Beneath this instruction is a block of data; output from it exactly the lines that run from the one containing "with the pair" through the one containing "let (created, colors)", inclusive.

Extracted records

⁂

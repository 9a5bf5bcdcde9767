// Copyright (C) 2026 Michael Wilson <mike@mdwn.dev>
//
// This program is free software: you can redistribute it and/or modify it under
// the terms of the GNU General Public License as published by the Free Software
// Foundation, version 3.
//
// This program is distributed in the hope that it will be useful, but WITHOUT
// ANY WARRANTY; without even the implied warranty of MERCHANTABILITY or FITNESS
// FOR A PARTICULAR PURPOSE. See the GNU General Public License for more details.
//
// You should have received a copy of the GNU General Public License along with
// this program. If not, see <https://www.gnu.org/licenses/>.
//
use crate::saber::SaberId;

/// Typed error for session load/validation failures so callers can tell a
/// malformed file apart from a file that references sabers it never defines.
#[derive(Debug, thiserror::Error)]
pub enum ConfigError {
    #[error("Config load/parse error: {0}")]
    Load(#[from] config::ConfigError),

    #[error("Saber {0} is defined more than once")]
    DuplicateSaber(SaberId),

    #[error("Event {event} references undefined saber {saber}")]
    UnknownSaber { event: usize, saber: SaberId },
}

⁂

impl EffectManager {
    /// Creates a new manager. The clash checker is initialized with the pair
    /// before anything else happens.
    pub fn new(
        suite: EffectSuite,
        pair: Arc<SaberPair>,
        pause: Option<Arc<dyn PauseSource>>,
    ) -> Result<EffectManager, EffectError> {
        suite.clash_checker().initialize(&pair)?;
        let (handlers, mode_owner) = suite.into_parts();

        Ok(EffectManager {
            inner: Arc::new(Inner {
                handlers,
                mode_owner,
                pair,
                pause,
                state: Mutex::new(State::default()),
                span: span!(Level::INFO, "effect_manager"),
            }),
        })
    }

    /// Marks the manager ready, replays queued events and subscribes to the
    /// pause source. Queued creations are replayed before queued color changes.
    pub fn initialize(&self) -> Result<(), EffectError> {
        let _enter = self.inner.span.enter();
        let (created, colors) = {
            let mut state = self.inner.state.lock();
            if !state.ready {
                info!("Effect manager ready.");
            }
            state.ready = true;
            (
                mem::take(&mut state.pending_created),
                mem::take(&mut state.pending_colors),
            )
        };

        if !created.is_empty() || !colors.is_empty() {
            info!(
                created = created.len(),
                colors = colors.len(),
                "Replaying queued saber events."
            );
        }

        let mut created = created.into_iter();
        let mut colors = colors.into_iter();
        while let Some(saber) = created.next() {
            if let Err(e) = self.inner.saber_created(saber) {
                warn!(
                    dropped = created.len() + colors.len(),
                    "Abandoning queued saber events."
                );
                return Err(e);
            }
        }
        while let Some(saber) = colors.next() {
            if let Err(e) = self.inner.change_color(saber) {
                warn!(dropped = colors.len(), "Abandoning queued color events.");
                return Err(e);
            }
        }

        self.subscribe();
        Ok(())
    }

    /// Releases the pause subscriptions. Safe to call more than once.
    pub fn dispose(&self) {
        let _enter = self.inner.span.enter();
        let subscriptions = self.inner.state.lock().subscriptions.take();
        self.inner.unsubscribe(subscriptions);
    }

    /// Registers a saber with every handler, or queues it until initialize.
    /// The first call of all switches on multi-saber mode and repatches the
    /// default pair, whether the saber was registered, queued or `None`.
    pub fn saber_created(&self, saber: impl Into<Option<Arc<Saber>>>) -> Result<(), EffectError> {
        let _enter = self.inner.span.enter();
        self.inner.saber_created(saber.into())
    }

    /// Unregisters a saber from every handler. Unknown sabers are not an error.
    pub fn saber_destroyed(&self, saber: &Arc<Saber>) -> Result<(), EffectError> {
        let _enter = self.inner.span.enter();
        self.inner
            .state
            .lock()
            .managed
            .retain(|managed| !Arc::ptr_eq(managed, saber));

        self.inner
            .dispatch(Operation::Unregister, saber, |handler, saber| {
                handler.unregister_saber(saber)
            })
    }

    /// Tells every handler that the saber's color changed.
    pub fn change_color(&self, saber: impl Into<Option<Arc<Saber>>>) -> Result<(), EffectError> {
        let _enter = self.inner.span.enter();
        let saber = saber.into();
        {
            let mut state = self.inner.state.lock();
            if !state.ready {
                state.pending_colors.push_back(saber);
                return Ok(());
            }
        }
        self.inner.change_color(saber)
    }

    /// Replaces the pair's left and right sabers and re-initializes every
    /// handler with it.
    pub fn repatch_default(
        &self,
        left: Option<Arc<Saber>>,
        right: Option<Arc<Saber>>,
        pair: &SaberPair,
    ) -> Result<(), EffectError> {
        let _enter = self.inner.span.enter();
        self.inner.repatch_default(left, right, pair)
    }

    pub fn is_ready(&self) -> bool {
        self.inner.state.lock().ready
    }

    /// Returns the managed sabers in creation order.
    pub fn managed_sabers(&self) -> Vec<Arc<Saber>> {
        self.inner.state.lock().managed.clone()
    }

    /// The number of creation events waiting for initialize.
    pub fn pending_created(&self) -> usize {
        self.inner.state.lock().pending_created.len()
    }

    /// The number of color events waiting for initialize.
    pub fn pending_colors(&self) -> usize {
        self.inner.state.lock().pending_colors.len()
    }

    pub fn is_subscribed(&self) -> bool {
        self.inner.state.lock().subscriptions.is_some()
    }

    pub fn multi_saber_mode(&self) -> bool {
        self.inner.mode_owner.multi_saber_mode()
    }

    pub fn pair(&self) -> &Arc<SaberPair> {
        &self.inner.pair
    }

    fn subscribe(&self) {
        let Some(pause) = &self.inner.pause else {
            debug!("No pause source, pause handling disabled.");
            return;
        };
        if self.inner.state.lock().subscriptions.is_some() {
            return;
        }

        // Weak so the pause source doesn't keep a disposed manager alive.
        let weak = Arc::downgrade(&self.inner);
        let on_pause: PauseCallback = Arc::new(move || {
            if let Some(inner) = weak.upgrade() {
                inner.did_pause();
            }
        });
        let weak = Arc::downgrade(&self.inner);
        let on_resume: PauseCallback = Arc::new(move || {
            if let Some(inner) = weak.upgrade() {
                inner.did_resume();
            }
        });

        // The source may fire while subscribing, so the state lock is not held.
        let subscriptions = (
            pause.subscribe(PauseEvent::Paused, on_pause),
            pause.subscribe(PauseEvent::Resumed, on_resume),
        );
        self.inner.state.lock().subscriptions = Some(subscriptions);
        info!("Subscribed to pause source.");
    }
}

⁂

TASK SOLUTION:
    /// Creates a new manager. The clash checker is initialized with the pair
    /// before anything else happens.
    pub fn new(
        suite: EffectSuite,
        pair: Arc<SaberPair>,
        pause: Option<Arc<dyn PauseSource>>,
    ) -> Result<EffectManager, EffectError> {
        suite.clash_checker().initialize(&pair)?;
        let (handlers, mode_owner) = suite.into_parts();

        Ok(EffectManager {
            inner: Arc::new(Inner {
                handlers,
                mode_owner,
                pair,
                pause,
                state: Mutex::new(State::default()),
                span: span!(Level::INFO, "effect_manager"),
            }),
        })
    }

    /// Marks the manager ready, replays queued events and subscribes to the
    /// pause source. Queued creations are replayed before queued color changes.
    pub fn initialize(&self) -> Result<(), EffectError> {
        let _enter = self.inner.span.enter();
        let (created, colors) = {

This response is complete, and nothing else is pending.